Ciertamente no critica, como Cimino (Francotirador, 1978). No caricaturiza, como Kubrick (Cara de guerra, 1987). No apologiza, como Coppola (Apocalipsis ahora, 1979-2001), o Stone (Pelotón, 1986). Eastwood es discreto: muestra. Desde el principio queda claro que se trata de una interpretación del director de la visión subjetiva del protagonista, que obviamente es un sucedáneo del Capitán América (Johntson, 2011), pero fuera del universo Disney-Marvel: lo que vemos en la primera secuencia es lo que ve el hombre por la mirilla de su lente… vemos a quien va a morir, un niño y su madre que iban a estallar una granada en un convoy militar gringo, en medio del desastre externo e interno de los personajes.

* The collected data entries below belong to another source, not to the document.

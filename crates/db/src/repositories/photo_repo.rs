//! Repository for the `photos` table.

use sqlx::PgPool;

use gala_core::types::DbId;

use crate::models::photo::{CreatePhoto, Photo};

/// Column list for `photos` queries.
const COLUMNS: &str = "\
    id, event_id, original_path, display_path, thumbnail_path, \
    file_name, size_bytes, width, height, display_order, created_at";

/// Provides catalog operations for processed photos.
pub struct PhotoRepo;

impl PhotoRepo {
    /// Insert a new photo row.
    ///
    /// `display_order` is assigned inside the statement from the current
    /// per-event maximum, so concurrent inserts serialize on the database
    /// rather than racing on a value read earlier by the caller.
    pub async fn create(pool: &PgPool, input: &CreatePhoto) -> Result<Photo, sqlx::Error> {
        let query = format!(
            "INSERT INTO photos \
                 (event_id, original_path, display_path, thumbnail_path, \
                  file_name, size_bytes, width, height, display_order) \
             VALUES ($1, $2, $3, $4, $5, $6, $7, $8, \
                 (SELECT COALESCE(MAX(display_order), 0) + 1 FROM photos WHERE event_id = $1)) \
             RETURNING {COLUMNS}"
        );
        sqlx::query_as::<_, Photo>(&query)
            .bind(input.event_id)
            .bind(&input.original_path)
            .bind(&input.display_path)
            .bind(&input.thumbnail_path)
            .bind(&input.file_name)
            .bind(input.size_bytes)
            .bind(input.width)
            .bind(input.height)
            .fetch_one(pool)
            .await
    }

    /// Find a photo by its ID.
    pub async fn find_by_id(pool: &PgPool, id: DbId) -> Result<Option<Photo>, sqlx::Error> {
        let query = format!("SELECT {COLUMNS} FROM photos WHERE id = $1");
        sqlx::query_as::<_, Photo>(&query)
            .bind(id)
            .fetch_optional(pool)
            .await
    }

    /// List an event's photos in display order.
    pub async fn list_by_event(pool: &PgPool, event_id: DbId) -> Result<Vec<Photo>, sqlx::Error> {
        let query =
            format!("SELECT {COLUMNS} FROM photos WHERE event_id = $1 ORDER BY display_order ASC");
        sqlx::query_as::<_, Photo>(&query)
            .bind(event_id)
            .fetch_all(pool)
            .await
    }
}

El gatillo se dispara, y con éste los flashbacks devienen en lo que se va construyendo como un réquiem de la cultura militarista gringa: estamos en los zapatos, en el pulso acelerado del último “héroe” norteamericano, del obsesivo e irracional Terminator (Cameron, 1984) que se está pasando de lidia, pues todo es desencanto dentro de ese tono sepia en que viven las creaturas de la película (extraordinariamente logrado por el más gringo de los fotógrafos gringos, Tom Stern).
El hombre legendario no encuentra la gloria con la que se refieren a él ni en sus sueños. La leyenda invencible no puede controlar a su hijito mientras paga el servicio de su coche. El superhombre no puede ganar la guerra doméstica. Es el último de su especie, y está solo (lejos, en cualquier cornisa, viendo la guerra como desde una cámara de cine). Los demás han perdido hasta a su Dios; él sigue creyendo que existe, y en su honor asesina (“God, country and family”, dice el francotirador después de dar unas palabras a su equipo, que deliberadamente fueron cortadas por Clint). A él le excita la guerra; los demás huyen de ella (“Fuck this place”, le dice su hermano que se despide asustado).
El francotirador es un ojo sólo, no está capacitado para entender su entorno, y es por ello que se ha quedado atrás, incluso en su discurso, que es retrógrado, pleno de anacronismos, pero sincero y fidedigno. En suma, el filme es una alegoría del malestar callado de una cultura que se transforma a tal grado (todos los soldados están con sus celulares en la mano en medio de batallas) que desde la mirilla del que dispara es imposible seguir el transcurrir de los hechos; es, por esto, también una advertencia del viaje que no tiene retorno.